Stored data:
════

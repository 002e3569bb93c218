use anyhow::Result;
use clap::Parser;
use manta_fs::{
    config::FsConfig,
    errors::FsError,
    routes::commands::{Cli, dispatch},
    services::{filesystem::MantaFileSystem, local_store::LocalObjectStore},
};
use sqlx::sqlite::{SqliteConnectOptions, SqlitePoolOptions};
use std::{fs, path::Path, process::ExitCode, str::FromStr, sync::Arc};
use tokio::io::AsyncWriteExt;
use tracing_subscriber::EnvFilter;

#[tokio::main]
async fn main() -> ExitCode {
    // --- Logging setup ---
    tracing_subscriber::fmt()
        .with_env_filter(EnvFilter::from_default_env())
        .with_writer(std::io::stderr)
        .init();

    match run().await {
        Ok(()) => ExitCode::SUCCESS,
        Err(err) => {
            eprintln!("manta-fs: {:#}", err);
            let code = err
                .downcast_ref::<FsError>()
                .map(FsError::exit_code)
                .unwrap_or(1);
            ExitCode::from(code)
        }
    }
}

async fn run() -> Result<()> {
    // --- Parse config + migrate flag ---
    let cli = Cli::parse();
    let cfg = FsConfig::from_env_and_args(&cli.config)?;
    if FsConfig::dump_requested(&cli.config)? {
        eprintln!("{}", serde_json::to_string_pretty(&cfg)?);
    }
    tracing::debug!("Starting manta-fs with config: {:?}", cfg);

    // --- Ensure storage directory exists ---
    if !Path::new(&cfg.storage_dir).exists() {
        fs::create_dir_all(&cfg.storage_dir)?;
        tracing::info!("Created storage directory at {}", cfg.storage_dir);
    }

    // --- Initialize SQLite connection ---
    let db_path = cfg
        .database_url
        .trim_start_matches("sqlite://")
        .trim_start_matches("sqlite:")
        .trim_start_matches("file:");
    tracing::debug!("Interpreted SQLite path => {}", db_path);

    if db_path != ":memory:"
        && let Some(parent) = Path::new(db_path).parent()
        && !parent.as_os_str().is_empty()
        && !parent.exists()
    {
        fs::create_dir_all(parent)?;
        tracing::info!("Created missing directory {:?}", parent);
    }

    let options = SqliteConnectOptions::from_str(&cfg.database_url)?.create_if_missing(true);
    let db = Arc::new(
        SqlitePoolOptions::new()
            .max_connections(5)
            .connect_with(options)
            .await?,
    );

    let store = LocalObjectStore::new(db, &cfg.storage_dir).with_page_size(cfg.page_size);
    store.migrate().await?;

    // --- Handle migration mode ---
    if cli.migrate {
        tracing::info!("Database migration complete.");
        return Ok(());
    }

    let Some(command) = cli.command else {
        anyhow::bail!("no command given, see --help");
    };

    let filesystem = MantaFileSystem::new(Arc::new(store), &cfg.home_directory)
        .with_remote_checksum_threshold(cfg.remote_checksum_threshold);
    filesystem.mkdirs(&cfg.home_directory).await?;

    let mut out = tokio::io::stdout();
    let result = dispatch(&filesystem, command, &mut out).await;
    out.flush().await?;
    filesystem.close().await?;
    result
}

════

* **Task prompt**: Wherever the string "anyhow" occurs in the records above, copy that line.

* **Answer to the problem**:
use anyhow::Result;
        anyhow::bail!("no command given, see --help");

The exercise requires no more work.